The story on Development of MG701 1 To Hell With Our Fixed Concepts!
Ever since our establishment, we at Honma Golf have strived for the perfect flexible iron.
We wouldn’t settle for anything less than the most satisfying of sounds when the ball is hit, the accompanying feel in the hand?and the accompanying exhilaration. For many years, Honma held the belief that, as the name indicates, iron was the material most suited to this type of club. However, severe development competition between manufacturers in recent years had created a demand for even better carry for irons.
Two years ago, a certain manufacturer released the mother of all irons. With this stainless steel iron, which featured excellent carry and stability, all you had to do was hit the ball to send it flying.
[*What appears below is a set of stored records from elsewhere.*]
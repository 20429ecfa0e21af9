//! RNG module - deterministic food placement
//!
//! A small LCG is all food placement needs: it is seedable (so tests and
//! `SNAKE_SEED` runs are reproducible) and has no dependencies.

/// Simple LCG (Linear Congruential Generator) RNG
/// Uses constants from Numerical Recipes
#[derive(Debug, Clone)]
pub struct SimpleRng {
    state: u32,
}

impl SimpleRng {
    /// Create a new RNG with the given seed
    pub fn new(seed: u32) -> Self {
        // Seed 0 maps to 1.
        let state = if seed == 0 { 1 } else { seed };
        Self { state }
    }

    /// Generate next random u32
    pub fn next_u32(&mut self) -> u32 {
        // LCG formula: (a * state + c) mod 2^32
        self.state = self.state.wrapping_mul(1664525).wrapping_add(1013904223);
        self.state
    }

    /// Uniform value in `[0, max)`.
    ///
    /// Uses the high bits (the low bits of an LCG have short periods) and a
    /// multiply-shift reduction instead of `%`. Returns 0 when `max` is 0.
    pub fn next_range(&mut self, max: u32) -> u32 {
        if max == 0 {
            return 0;
        }
        ((self.next_u32() as u64 * max as u64) >> 32) as u32
    }
}

impl Default for SimpleRng {
    fn default() -> Self {
        Self::new(1)
    }
}

#[cfg(test)]
mod tests {
    use super::*;

    #[test]
    fn test_rng_deterministic() {
        let mut rng1 = SimpleRng::new(12345);
        let mut rng2 = SimpleRng::new(12345);

        for _ in 0..100 {
            assert_eq!(rng1.next_u32(), rng2.next_u32());
        }
    }

    #[test]
    fn test_rng_different_seeds() {
        let mut rng1 = SimpleRng::new(12345);
        let mut rng2 = SimpleRng::new(54321);
        assert_ne!(rng1.next_u32(), rng2.next_u32());
    }

    #[test]
    fn test_next_range_stays_in_bounds() {
        let mut rng = SimpleRng::new(7);
        for _ in 0..10_000 {
            assert!(rng.next_range(30) < 30);
        }
        assert_eq!(rng.next_range(0), 0);
        assert_eq!(rng.next_range(1), 0);
    }

    #[test]
    fn test_next_range_covers_every_value() {
        let mut rng = SimpleRng::new(99);
        let mut seen = [false; 30];
        for _ in 0..5_000 {
            seen[rng.next_range(30) as usize] = true;
        }
        assert!(seen.iter().all(|&s| s), "some cells never drawn: {:?}", seen);
    }
}
//! Runtime configuration.
//!
//! The game has no flags and no config file. A few optional environment
//! variables tune the ambient behaviour; missing or malformed values fall
//! back to defaults.

/// Engine configuration
#[derive(Debug, Clone, Default, PartialEq, Eq)]
pub struct EngineConfig {
    /// `SNAKE_LOG_PATH`: append a JSON-lines session log here.
    pub log_path: Option<String>,
    /// `SNAKE_MUTE`: disable the food feedback cue.
    pub mute: bool,
    /// `SNAKE_SEED`: fixed seed for food placement.
    pub seed: Option<u32>,
}

impl EngineConfig {
    /// Create from environment variables
    pub fn from_env() -> Self {
        Self::from_lookup(|key| std::env::var(key).ok())
    }

    /// Build from an arbitrary key lookup (the environment, or a map in tests).
    pub fn from_lookup(lookup: impl Fn(&str) -> Option<String>) -> Self {
        let log_path = lookup("SNAKE_LOG_PATH")
            .map(|s| s.trim().to_string())
            .and_then(|s| if s.is_empty() { None } else { Some(s) });

        let mute = lookup("SNAKE_MUTE")
            .map(|v| v == "1" || v.to_lowercase() == "true")
            .unwrap_or(false);

        let seed = lookup("SNAKE_SEED").and_then(|s| s.trim().parse().ok());

        Self {
            log_path,
            mute,
            seed,
        }
    }
}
Though it was expensive, it took the market virtually by storm, especially with seniors.
In fact, Honma was not without a stainless steel club at that time. However, in contrast to our competitor's club, with a thickness of just 2.5 mm at the face, ours was 3 mm. A difference of just 0.5 mm spelled a tremendous difference in carry.
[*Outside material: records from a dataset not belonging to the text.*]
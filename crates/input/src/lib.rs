//! Terminal input module (engine-facing).
//!
//! This module is intentionally independent of any UI framework. It maps
//! `crossterm` key and mouse events into [`crate::types::InputEvent`] and
//! provides a polling source that drains every pending event per frame.

pub mod map;
pub mod source;

pub use tui_snake_types as types;

pub use map::{map_event, map_key, map_mouse, should_quit};
pub use source::EventSource;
“Honma clubs look cool, but they’re hard to peg the ball with.”
“The stainless club was expensive but the carry is so good that I bought it.”
“I wonder why Honma doesn’t make more stainless steel clubs.”
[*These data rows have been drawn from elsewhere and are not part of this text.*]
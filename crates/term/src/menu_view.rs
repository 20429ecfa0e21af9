//! MenuView: the start screen.
//!
//! Pure like [`crate::GameView`]. The button layout is exposed separately so the
//! engine can hit-test clicks against exactly what is drawn.

use crate::core::MenuScreen;
use crate::fb::{CellStyle, FrameBuffer};
use crate::game_view::Viewport;
use crate::palette;
use crate::types::{Difficulty, Rect};

pub const BUTTON_W: u16 = 30;
pub const BUTTON_H: u16 = 3;
const BUTTON_GAP: u16 = 1;

pub const TITLE: &str = "S N A K E   G A M E";
pub const HINT: &str = "Press 1/2/3 or click to select level";

#[derive(Debug, Clone, Default)]
pub struct MenuView;

impl MenuView {
    pub fn new() -> Self {
        Self
    }

    /// Three buttons stacked around the vertical centre.
    pub fn layout(&self, viewport: Viewport) -> [Rect; 3] {
        let x = viewport.width.saturating_sub(BUTTON_W) / 2;
        let mid = viewport.height / 2;
        let step = BUTTON_H + BUTTON_GAP;
        let top = mid.saturating_sub(step + BUTTON_H / 2);
        [
            Rect::new(x, top, BUTTON_W, BUTTON_H),
            Rect::new(x, top + step, BUTTON_W, BUTTON_H),
            Rect::new(x, top + 2 * step, BUTTON_W, BUTTON_H),
        ]
    }

    pub fn render_into(&self, screen: &MenuScreen, viewport: Viewport, fb: &mut FrameBuffer) {
        fb.resize(viewport.width, viewport.height);
        fb.clear(palette::TEXT.cell(' '));

        let buttons = self.layout(viewport);
        let quarter = viewport.height / 4;

        // Keep title and score above the first button even on short terminals.
        let title_y = quarter.min(buttons[0].y.saturating_sub(3));
        fb.put_str_centered(0, viewport.width, title_y, TITLE, palette::TEXT.bold());
        fb.put_str_centered(
            0,
            viewport.width,
            title_y + 1 + (buttons[0].y.saturating_sub(title_y + 1)) / 2,
            &screen.high_score_text(),
            palette::TEXT,
        );

        for (i, (rect, difficulty)) in buttons.iter().zip(Difficulty::ALL).enumerate() {
            let bg = if screen.hovered == Some(i) {
                palette::BUTTON_HOVER
            } else {
                palette::BUTTON_BG
            };
            let style = CellStyle::new(palette::WHITE, bg);
            fb.fill_rect(rect.x, rect.y, rect.w, rect.h, ' ', style);
            fb.put_str_centered(rect.x, rect.w, rect.y + rect.h / 2, difficulty.label(), style);
        }

        if viewport.height >= 2 {
            fb.put_str_centered(0, viewport.width, viewport.height - 2, HINT, palette::HINT);
        }
    }

    pub fn render(&self, screen: &MenuScreen, viewport: Viewport) -> FrameBuffer {
        let mut fb = FrameBuffer::new(viewport.width, viewport.height);
        self.render_into(screen, viewport, &mut fb);
        fb
    }
}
The development staff at Sakata Plant were so into their work that they even when to the driving range on their days off! And these are the kind of remarks they heard.
Suwa, deputy director of the plant, remembered something that had happened 20 years before. It was when Honma Golf started selling the Plus-2 irons. This club was a favorite among golfers―the kind of club that took your playing buddies by surprise because you only needed a more-lofted club.
However, at the time the cavity iron did not exist yet. To produce excellent carry, the loft was made two degrees stronger in a simple structure. And now, 20 years later, the iron structure has became more complicated with the debut of the cavity. To make up for the limitations of this structure, we needed to research materials that would produce carry.
“Now’s the time to come up with new materials instead of fixating on iron,” thought Suwa, who quickly bought one of our competitor's irons for himself. The sound and feel you get at impact were better with a soft iron, but the ball did fly five to ten yards higher than it does with other clubs.
What the hell is it that takes the ball so much further with a difference of just half a millimeter?
Our analyses indicated that a thinner face design means more flexure, which bolsters restitution, and thereby carry. Also, a thinner face is a lighter face, which means the head center of gravity could be lowered to ensure stability on shots.
Without a doubt, this iron was the ideal choice for average golfers. Suwa immediately set the development team to work, imploring them, “Let’s make a stainless steel face of 2.5 mm or less!”